:: EXERCISE OBJECTIVE ::
Word for word, copy all of the entries.

:: TASK INPUT ::
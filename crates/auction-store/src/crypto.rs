//! AES-256-GCM encryption at rest for the credentials blob.
//!
//! The content key is derived from a long-lived master secret via HKDF so
//! the master secret itself is never used directly as an AES key, and so a
//! future key rotation can re-derive per-purpose keys without touching the
//! master secret's storage.

use aes_gcm::aead::{Aead, KeyInit};
use aes_gcm::{Aes256Gcm, Key, Nonce};
use hkdf::Hkdf;
use rand::RngCore;
use sha2::Sha256;
use zeroize::Zeroize;

use crate::error::{StoreError, StoreResult};

const NONCE_LEN: usize = 12;
const HKDF_INFO: &[u8] = b"auction-tracker/credentials/v1";

/// A derived AES-256-GCM key, zeroized on drop.
struct ContentKey([u8; 32]);

impl Drop for ContentKey {
    fn drop(&mut self) {
        self.0.zeroize();
    }
}

fn derive_content_key(master_secret: &[u8]) -> StoreResult<ContentKey> {
    let hk = Hkdf::<Sha256>::new(None, master_secret);
    let mut okm = [0u8; 32];
    hk.expand(HKDF_INFO, &mut okm)
        .map_err(|e| StoreError::Crypto(format!("hkdf expand failed: {e}")))?;
    Ok(ContentKey(okm))
}

/// Encrypt `plaintext` with a key derived from `master_secret`. Returns
/// `nonce || ciphertext`, both concatenated and base64-free (caller decides
/// the at-rest encoding — the store base64-encodes this before writing it
/// into a Redis string value).
pub fn encrypt(master_secret: &[u8], plaintext: &[u8]) -> StoreResult<Vec<u8>> {
    let content_key = derive_content_key(master_secret)?;
    let cipher = Aes256Gcm::new(Key::<Aes256Gcm>::from_slice(&content_key.0));

    let mut nonce_bytes = [0u8; NONCE_LEN];
    rand::thread_rng().fill_bytes(&mut nonce_bytes);
    let nonce = Nonce::from_slice(&nonce_bytes);

    let ciphertext = cipher
        .encrypt(nonce, plaintext)
        .map_err(|e| StoreError::Crypto(format!("encryption failed: {e}")))?;

    let mut out = Vec::with_capacity(NONCE_LEN + ciphertext.len());
    out.extend_from_slice(&nonce_bytes);
    out.extend_from_slice(&ciphertext);
    Ok(out)
}

/// Decrypt a blob produced by [`encrypt`].
pub fn decrypt(master_secret: &[u8], blob: &[u8]) -> StoreResult<Vec<u8>> {
    if blob.len() < NONCE_LEN {
        return Err(StoreError::Crypto("ciphertext too short".into()));
    }
    let (nonce_bytes, ciphertext) = blob.split_at(NONCE_LEN);
    let content_key = derive_content_key(master_secret)?;
    let cipher = Aes256Gcm::new(Key::<Aes256Gcm>::from_slice(&content_key.0));
    let nonce = Nonce::from_slice(nonce_bytes);

    cipher
        .decrypt(nonce, ciphertext)
        .map_err(|e| StoreError::Crypto(format!("decryption failed: {e}")))
}

#[cfg(test)]
mod tests {
    use super::*;

    #[test]
    fn round_trips_plaintext() {
        let master_secret = b"a very secret master key material";
        let plaintext = b"{\"session\":\"abc\"}";
        let ciphertext = encrypt(master_secret, plaintext).unwrap();
        assert_ne!(ciphertext, plaintext);
        let decrypted = decrypt(master_secret, &ciphertext).unwrap();
        assert_eq!(decrypted, plaintext);
    }

    #[test]
    fn wrong_key_fails_to_decrypt() {
        let ciphertext = encrypt(b"key one material bytes long", b"secret").unwrap();
        let result = decrypt(b"key two different material..", &ciphertext);
        assert!(result.is_err());
    }

    #[test]
    fn distinct_nonces_across_calls() {
        let master_secret = b"a very secret master key material";
        let a = encrypt(master_secret, b"same plaintext").unwrap();
        let b = encrypt(master_secret, b"same plaintext").unwrap();
        assert_ne!(a, b, "nonce must be freshly random each call");
    }
}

:: SOLVED EXERCISE ::
filename crates/auction-store/src/crypto.rs
//! AES-256-GCM encryption at rest for the credentials blob.
//!
//! The content key is derived from a long-lived master secret via HKDF so
//! the master secret itself is never used directly as an AES key, and so a
//! future key rotation can re-derive per-purpose keys without touching the
//! master secret's storage.

use aes_gcm::aead::{Aead, KeyInit};
use aes_gcm::{Aes256Gcm, Key, Nonce};
use hkdf::Hkdf;
use rand::RngCore;
use sha2::Sha256;
use zeroize::Zeroize;

use crate::error::{StoreError, StoreResult};

const NONCE_LEN: usize = 12;
const HKDF_INFO: &[u8] = b"auction-tracker/credentials/v1";

/// A derived AES-256-GCM key, zeroized on drop.
struct ContentKey([u8; 32]);

impl Drop for ContentKey {
    fn drop(&mut self) {
        self.0.zeroize();
    }
}

fn derive_content_key(master_secret: &[u8]) -> StoreResult<ContentKey> {
    let hk = Hkdf::<Sha256>::new(None, master_secret);
    let mut okm = [0u8; 32];
    hk.expand(HKDF_INFO, &mut okm)
        .map_err(|e| StoreError::Crypto(format!("hkdf expand failed: {e}")))?;
    Ok(ContentKey(okm))
}

/// Encrypt `plaintext` with a key derived from `master_secret`. Returns
/// `nonce || ciphertext`, both concatenated and base64-free (caller decides
/// the at-rest encoding — the store base64-encodes this before writing it
/// into a Redis string value).
pub fn encrypt(master_secret: &[u8], plaintext: &[u8]) -> StoreResult<Vec<u8>> {
    let content_key = derive_content_key(master_secret)?;
    let cipher = Aes256Gcm::new(Key::<Aes256Gcm>::from_slice(&content_key.0));

    let mut nonce_bytes = [0u8; NONCE_LEN];
    rand::thread_rng().fill_bytes(&mut nonce_bytes);
    let nonce = Nonce::from_slice(&nonce_bytes);

    let ciphertext = cipher
        .encrypt(nonce, plaintext)
        .map_err(|e| StoreError::Crypto(format!("encryption failed: {e}")))?;

    let mut out = Vec::with_capacity(NONCE_LEN + ciphertext.len());
    out.extend_from_slice(&nonce_bytes);
    out.extend_from_slice(&ciphertext);
    Ok(out)
}

/// Decrypt a blob produced by [`encrypt`].
pub fn decrypt(master_secret: &[u8], blob: &[u8]) -> StoreResult<Vec<u8>> {
    if blob.len() < NONCE_LEN {
        return Err(StoreError::Crypto("ciphertext too short".into()));
    }
    let (nonce_bytes, ciphertext) = blob.split_at(NONCE_LEN);
    let content_key = derive_content_key(master_secret)?;
    let cipher = Aes256Gcm::new(Key::<Aes256Gcm>::from_slice(&content_key.0));
    let nonce = Nonce::from_slice(nonce_bytes);

    cipher
        .decrypt(nonce, ciphertext)
        .map_err(|e| StoreError::Crypto(format!("decryption failed: {e}")))
}

#[cfg(test)]
mod tests {
    use super::*;

    #[test]
    fn round_trips_plaintext() {
        let master_secret = b"a very secret master key material";
        let plaintext = b"{\"session\":\"abc\"}";
        let ciphertext = encrypt(master_secret, plaintext).unwrap();
        assert_ne!(ciphertext, plaintext);
        let decrypted = decrypt(master_secret, &ciphertext).unwrap();
        assert_eq!(decrypted, plaintext);
    }

    #[test]
    fn wrong_key_fails_to_decrypt() {
        let ciphertext = encrypt(b"key one material bytes long", b"secret").unwrap();
        let result = decrypt(b"key two different material..", &ciphertext);
        assert!(result.is_err());
    }

    #[test]
    fn distinct_nonces_across_calls() {
        let master_secret = b"a very secret master key material";
        let a = encrypt(master_secret, b"same plaintext").unwrap();
        let b = encrypt(master_secret, b"same plaintext").unwrap();
        assert_ne!(a, b, "nonce must be freshly random each call");
    }
}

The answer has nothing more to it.